**Work instruction:** The lines below are to be quoted exactly, from the first through the one that contains "use skybridge_wire::Message;".

Extracted data entries

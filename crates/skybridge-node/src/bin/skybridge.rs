//! Skybridge node binary
//!
//! Listens for the network simulator, then runs the clock and the router
//! until the simulated end time.

use std::net::SocketAddr;

use anyhow::Context;
use skybridge_clock::{ClockConfig, FreeRunning, StepperLink};
use skybridge_node::{
    forward_directives, spawn_line_bridge, IpcConfig, NetConfig, Participant, Session,
    DEFAULT_LINE_CAPACITY,
};
use skybridge_router::{EndPoint, RecvMode, RouterConfig};
use skybridge_wire::Message;
use tokio::net::TcpListener;
use tracing_subscriber::{layer::SubscriberExt, util::SubscriberInitExt};

/// Accept one connection on `addr` and bridge it.
async fn accept_bridge(addr: SocketAddr, label: &str) -> anyhow::Result<skybridge_node::LineBridge> {
    let listener = TcpListener::bind(addr)
        .await
        .with_context(|| format!("binding {} listener on {}", label, addr))?;
    tracing::info!("{} listening on {}", label, addr);
    let (stream, peer) = listener.accept().await?;
    stream.set_nodelay(true)?;
    tracing::info!("{} connected from {}", label, peer);
    Ok(spawn_line_bridge(stream, label, DEFAULT_LINE_CAPACITY))
}

/// Serve one endpoint's directive stream.
fn serve_endpoint(addr: SocketAddr, endpoint: EndPoint) {
    tokio::spawn(async move {
        let label = format!("endpoint {}", endpoint.name());
        match accept_bridge(addr, &label).await {
            Ok(bridge) => match forward_directives(endpoint, bridge.outbound).await {
                Ok(()) => tracing::debug!("{} directive stream ended", label),
                Err(e) => tracing::error!("{} directive task failed: {}", label, e),
            },
            Err(e) => tracing::error!("{} failed: {:#}", label, e),
        }
    });
}

/// Log everything the control station receives.
fn log_control_station(mut gcs: Participant) {
    tokio::spawn(async move {
        loop {
            match gcs.rx(RecvMode::Blocking).await {
                Ok(Some(received)) => match &received.message {
                    Message::Raw(raw) => tracing::info!(
                        "GCS got {} bytes from {} (flow {}) at t={}",
                        raw.0.len(),
                        received.src,
                        received.flow_id,
                        gcs.clock().now()
                    ),
                    Message::Image(image) => tracing::info!(
                        "GCS got image from {} taken at t={}, delay {}",
                        received.src,
                        image.timestamp,
                        gcs.clock().now() - image.timestamp
                    ),
                },
                Ok(None) => break,
                Err(e) => {
                    tracing::error!("GCS receive failed: {}", e);
                    break;
                }
            }
        }
    });
}

#[tokio::main]
async fn main() -> anyhow::Result<()> {
    // Initialize tracing
    tracing_subscriber::registry()
        .with(
            tracing_subscriber::EnvFilter::try_from_default_env()
                .unwrap_or_else(|_| "skybridge=info,skybridge_node=info,skybridge_clock=info,skybridge_router=info".into()),
        )
        .with(tracing_subscriber::fmt::layer())
        .init();

    tracing::info!("Starting Skybridge node");

    let ipc = IpcConfig::from_env()?;
    let config = NetConfig::from_file(&ipc.settings_path)
        .with_context(|| format!("loading {}", ipc.settings_path.display()))?;
    let mut session = Session::new(config)?;

    let vehicles = session.config().vehicles.clone();
    if let Some(endpoint) = session.take_endpoint(skybridge_router::CONTROL_STATION) {
        serve_endpoint(ipc.gcs_addr(), endpoint);
    }
    for (index, name) in vehicles.iter().enumerate() {
        if let Some(endpoint) = session.take_endpoint(name) {
            serve_endpoint(ipc.vehicle_addr(index)?, endpoint);
        }
    }
    log_control_station(session.participant(skybridge_router::CONTROL_STATION)?);

    let (stepper, notices) = tokio::try_join!(
        accept_bridge(ipc.stepper_addr, "stepper"),
        accept_bridge(ipc.notice_addr, "notices"),
    )?;

    // Notices are inbound only; keep the write side open until the run ends.
    let _notice_sink = notices.outbound;

    session
        .run(
            FreeRunning,
            StepperLink::new(stepper.inbound, stepper.outbound),
            notices.inbound,
            ClockConfig::default(),
            RouterConfig::default(),
        )
        .await?;

    tracing::info!("Skybridge node stopped");
    Ok(())
}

**Problem solution:**
filename crates/skybridge-node/src/bin/skybridge.rs
//! Skybridge node binary
//!
//! Listens for the network simulator, then runs the clock and the router
//! until the simulated end time.

use std::net::SocketAddr;

use anyhow::Context;
use skybridge_clock::{ClockConfig, FreeRunning, StepperLink};
use skybridge_node::{
    forward_directives, spawn_line_bridge, IpcConfig, NetConfig, Participant, Session,
    DEFAULT_LINE_CAPACITY,
};
use skybridge_router::{EndPoint, RecvMode, RouterConfig};
use skybridge_wire::Message;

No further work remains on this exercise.